Cardiovascular Implantable Electronic Devices -> Monitoring & Outcomes: -> Quality Measures & Complications D-PO05 - Poster Session V (ID 39) Poster

D-PO05-103 - Proarrhythmic Effects From Competitive Atrial Pacing And Potential Programming Solutions (ID 551)


Background: Programmed long AV delays and intrinsic long first degree AV block may increase risk for competitive atrial pacing (CAP) in devices without CAP avoidance algorithms.
Objective: To report a series of cases with CAP, potential serious clinical consequences of CAP, and identify potential programming solutions.
Methods: Patients identified with CAP-induced mode switch episodes were followed clinically. Attempts to avoid CAP included shortening of post-ventricular atrial refractory period (PVARP) or post ventricular atrial blanking period (PVAB), or change to AAI or DDI modes. After observing associations with sensor-driven pacing, rate-response was inactivated in a subset.
Results: Among 23 patients identified with CAP (22 St. Jude Medical [Abbott]; 1 Boston Scientific Corporation devices), atrial fibrillation (AF) was induced in 10 (43%), lasting 6 seconds to 15 hours 45 minutes. Changing AV delays and shortening of PVARP failed to resolve CAP. After noting that all had CAP during sensor-driven pacing, rate response was inactivated in 7, resolving further device-induced AF in the 3 of 7 that had prior CAP-induced AF. In 2 patients with intact AV conduction, AAI(R) pacing resolved further documentation of CAP.

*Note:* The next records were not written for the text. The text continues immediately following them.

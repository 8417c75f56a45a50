//! Core types for the phrase trainer.

use std::fmt;
use std::str::FromStr;

use chrono::{DateTime, Utc};
use serde::{Deserialize, Serialize};
use uuid::Uuid;

use crate::error::{PhraseError, Result};
use crate::mastery;

/// Topic a phrase belongs to.
#[derive(Debug, Clone, Copy, PartialEq, Eq, Hash, Serialize, Deserialize)]
#[serde(rename_all = "kebab-case")]
pub enum Category {
    General,
    WFragen,
    Pronouns,
    Numbers,
    Time,
    Money,
    Calendar,
    Holidays,
}

impl Category {
    /// Every category, in display order.
    pub const ALL: [Category; 8] = [
        Self::General,
        Self::WFragen,
        Self::Pronouns,
        Self::Numbers,
        Self::Time,
        Self::Money,
        Self::Calendar,
        Self::Holidays,
    ];

    /// Wire and column name of the category.
    pub fn as_str(&self) -> &'static str {
        match self {
            Self::General => "general",
            Self::WFragen => "w-fragen",
            Self::Pronouns => "pronouns",
            Self::Numbers => "numbers",
            Self::Time => "time",
            Self::Money => "money",
            Self::Calendar => "calendar",
            Self::Holidays => "holidays",
        }
    }
}

impl fmt::Display for Category {
    fn fmt(&self, f: &mut fmt::Formatter<'_>) -> fmt::Result {
        f.write_str(self.as_str())
    }
}

impl FromStr for Category {
    type Err = PhraseError;

    fn from_str(s: &str) -> Result<Self> {
        Self::ALL
            .into_iter()
            .find(|c| c.as_str() == s)
            .ok_or_else(|| PhraseError::UnknownCategory(s.to_string()))
    }
}

/// Answer the learner gave when a phrase was shown.
#[derive(Debug, Clone, Copy, PartialEq, Eq, Serialize, Deserialize)]
#[serde(rename_all = "snake_case")]
pub enum ReviewOutcome {
    Known,
    Unknown,
}

/// A stored phrase.
#[derive(Debug, Clone, PartialEq)]
pub struct Phrase {
    pub id: Uuid,
    pub russian: String,
    pub german: String,
    pub transcription: Option<String>,
    pub context: Option<String>,
    pub category: Category,
    pub mastery_level: u32,
    pub last_reviewed_at: Option<DateTime<Utc>>,
    pub next_review_at: DateTime<Utc>,
    pub know_count: u32,
    pub know_streak: u32,
    pub is_mastered: bool,
}

impl Phrase {
    /// Apply a partial update. Fields absent from the patch keep their values;
    /// `is_mastered` is recomputed afterwards.
    pub fn apply_patch(&mut self, patch: &PhrasePatch) {
        if let Some(russian) = &patch.russian {
            self.russian = russian.clone();
        }
        if let Some(german) = &patch.german {
            self.german = german.clone();
        }
        if let Some(transcription) = &patch.transcription {
            self.transcription = normalize_optional(transcription.clone());
        }
        if let Some(context) = &patch.context {
            self.context = normalize_optional(context.clone());
        }
        if let Some(category) = patch.category {
            self.category = category;
        }
        if let Some(level) = patch.mastery_level {
            self.mastery_level = level;
        }
        if let Some(last_reviewed_at) = patch.last_reviewed_at {
            self.last_reviewed_at = last_reviewed_at;
        }
        if let Some(next_review_at) = patch.next_review_at {
            self.next_review_at = next_review_at;
        }
        if let Some(count) = patch.know_count {
            self.know_count = count;
        }
        if let Some(streak) = patch.know_streak {
            self.know_streak = streak;
        }
        self.is_mastered = mastery::is_mastered(self.know_count, self.know_streak);
    }
}

/// A phrase that has not been stored yet.
#[derive(Debug, Clone, PartialEq)]
pub struct NewPhrase {
    pub russian: String,
    pub german: String,
    pub transcription: Option<String>,
    pub context: Option<String>,
    pub category: Category,
    pub mastery_level: u32,
    pub last_reviewed_at: Option<DateTime<Utc>>,
    pub next_review_at: DateTime<Utc>,
    pub know_count: u32,
    pub know_streak: u32,
}

impl NewPhrase {
    /// Create an unreviewed phrase due at `now`.
    pub fn new(
        german: impl Into<String>,
        russian: impl Into<String>,
        category: Category,
        now: DateTime<Utc>,
    ) -> Self {
        Self {
            russian: russian.into(),
            german: german.into(),
            transcription: None,
            context: None,
            category,
            mastery_level: 0,
            last_reviewed_at: None,
            next_review_at: now,
            know_count: 0,
            know_streak: 0,
        }
    }

    pub fn with_transcription(mut self, transcription: Option<String>) -> Self {
        self.transcription = normalize_optional(transcription);
        self
    }

    pub fn with_context(mut self, context: Option<String>) -> Self {
        self.context = normalize_optional(context);
        self
    }

    /// Mastery flag derived from the counters.
    pub fn is_mastered(&self) -> bool {
        mastery::is_mastered(self.know_count, self.know_streak)
    }

    /// Check the text fields storage requires.
    pub fn validate(&self) -> Result<()> {
        require_text("german", &self.german)?;
        require_text("russian", &self.russian)
    }

    /// Attach the id assigned by storage.
    pub fn into_phrase(self, id: Uuid) -> Phrase {
        let is_mastered = self.is_mastered();
        Phrase {
            id,
            russian: self.russian,
            german: self.german,
            transcription: self.transcription,
            context: self.context,
            category: self.category,
            mastery_level: self.mastery_level,
            last_reviewed_at: self.last_reviewed_at,
            next_review_at: self.next_review_at,
            know_count: self.know_count,
            know_streak: self.know_streak,
            is_mastered,
        }
    }
}

/// Partial update of a stored phrase.
///
/// Nullable fields are doubly optional: `None` leaves the stored value alone,
/// `Some(None)` clears it.
#[derive(Debug, Clone, Default, PartialEq)]
pub struct PhrasePatch {
    pub russian: Option<String>,
    pub german: Option<String>,
    pub transcription: Option<Option<String>>,
    pub context: Option<Option<String>>,
    pub category: Option<Category>,
    pub mastery_level: Option<u32>,
    pub last_reviewed_at: Option<Option<DateTime<Utc>>>,
    pub next_review_at: Option<DateTime<Utc>>,
    pub know_count: Option<u32>,
    pub know_streak: Option<u32>,
}

impl PhrasePatch {
    pub fn is_empty(&self) -> bool {
        *self == Self::default()
    }

    /// Text fields present in the patch must not be blank.
    pub fn validate(&self) -> Result<()> {
        if let Some(german) = &self.german {
            require_text("german", german)?;
        }
        if let Some(russian) = &self.russian {
            require_text("russian", russian)?;
        }
        Ok(())
    }
}

/// Empty optional text is stored as absent rather than as "".
pub fn normalize_optional(value: Option<String>) -> Option<String> {
    value.filter(|s| !s.trim().is_empty())
}

fn require_text(field: &'static str, value: &str) -> Result<()> {
    if value.trim().is_empty() {
        return Err(PhraseError::EmptyField { field });
    }
    Ok(())
}

#[cfg(test)]
mod tests {
    use super::*;
    use pretty_assertions::assert_eq;

    fn sample() -> Phrase {
        NewPhrase::new("Wie geht's?", "Как дела?", Category::WFragen, Utc::now())
            .with_transcription(Some("[ви гетс]".to_string()))
            .into_phrase(Uuid::new_v4())
    }

    #[test]
    fn category_round_trips_through_wire_name() {
        for category in Category::ALL {
            assert_eq!(category.as_str().parse::<Category>().unwrap(), category);
        }
    }

    #[test]
    fn category_serde_uses_kebab_case() {
        let json = serde_json::to_string(&Category::WFragen).unwrap();
        assert_eq!(json, "\"w-fragen\"");
        let parsed: Category = serde_json::from_str("\"holidays\"").unwrap();
        assert_eq!(parsed, Category::Holidays);
    }

    #[test]
    fn unknown_category_is_rejected() {
        let err = "verbs".parse::<Category>().unwrap_err();
        assert!(matches!(err, PhraseError::UnknownCategory(ref c) if c == "verbs"));
        assert!(serde_json::from_str::<Category>("\"verbs\"").is_err());
    }

    #[test]
    fn new_phrase_normalizes_missing_optionals() {
        let phrase = NewPhrase::new("Danke", "Спасибо", Category::General, Utc::now())
            .with_transcription(None)
            .with_context(Some("   ".to_string()));
        assert_eq!(phrase.transcription, None);
        assert_eq!(phrase.context, None);
    }

    #[test]
    fn new_phrase_starts_unreviewed() {
        let now = Utc::now();
        let phrase = NewPhrase::new("Hallo", "Привет", Category::General, now);
        assert_eq!(phrase.mastery_level, 0);
        assert_eq!(phrase.know_count, 0);
        assert_eq!(phrase.know_streak, 0);
        assert_eq!(phrase.last_reviewed_at, None);
        assert_eq!(phrase.next_review_at, now);
        assert!(!phrase.is_mastered());
    }

    #[test]
    fn validate_rejects_blank_text() {
        let phrase = NewPhrase::new(" ", "Привет", Category::General, Utc::now());
        assert!(matches!(
            phrase.validate(),
            Err(PhraseError::EmptyField { field: "german" })
        ));
    }

    #[test]
    fn into_phrase_derives_mastery() {
        let mut phrase = NewPhrase::new("Bitte", "Пожалуйста", Category::General, Utc::now());
        phrase.know_count = 3;
        let stored = phrase.into_phrase(Uuid::new_v4());
        assert!(stored.is_mastered);
    }

    #[test]
    fn apply_patch_changes_only_supplied_fields() {
        let mut phrase = sample();
        let before = phrase.clone();

        phrase.apply_patch(&PhrasePatch {
            context: Some(Some("Вопрос о самочувствии".to_string())),
            mastery_level: Some(4),
            ..Default::default()
        });

        assert_eq!(phrase.context.as_deref(), Some("Вопрос о самочувствии"));
        assert_eq!(phrase.mastery_level, 4);
        assert_eq!(phrase.german, before.german);
        assert_eq!(phrase.transcription, before.transcription);
        assert_eq!(phrase.next_review_at, before.next_review_at);
        assert_eq!(phrase.know_count, before.know_count);
    }

    #[test]
    fn apply_patch_clears_nullable_fields() {
        let mut phrase = sample();
        phrase.last_reviewed_at = Some(Utc::now());

        phrase.apply_patch(&PhrasePatch {
            transcription: Some(None),
            last_reviewed_at: Some(None),
            ..Default::default()
        });

        assert_eq!(phrase.transcription, None);
        assert_eq!(phrase.last_reviewed_at, None);
    }

    #[test]
    fn apply_patch_recomputes_mastery() {
        let mut phrase = sample();
        phrase.apply_patch(&PhrasePatch {
            know_streak: Some(2),
            ..Default::default()
        });
        assert!(phrase.is_mastered);

        phrase.apply_patch(&PhrasePatch {
            know_streak: Some(0),
            ..Default::default()
        });
        assert!(!phrase.is_mastered);
    }

    #[test]
    fn empty_patch_is_detected() {
        assert!(PhrasePatch::default().is_empty());
        let patch = PhrasePatch {
            know_count: Some(1),
            ..Default::default()
        };
        assert!(!patch.is_empty());
    }

    #[test]
    fn patch_validate_checks_present_text() {
        let patch = PhrasePatch {
            russian: Some(String::new()),
            ..Default::default()
        };
        assert!(patch.validate().is_err());
        assert!(PhrasePatch::default().validate().is_ok());
    }
}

Conclusion: CAP predominantly occurs during sensor-driven atrial pacing that competes with intrinsic atrial events falling in PVARP. Inactivation of the activity sensor or change to atrial-based pacing modes (AAI/R) appears to effectively prevent induction of device-induced atrial proarrhythmia. Ultimately a corrective algorithm is needed to avoid CAP-induced proarrhythmia.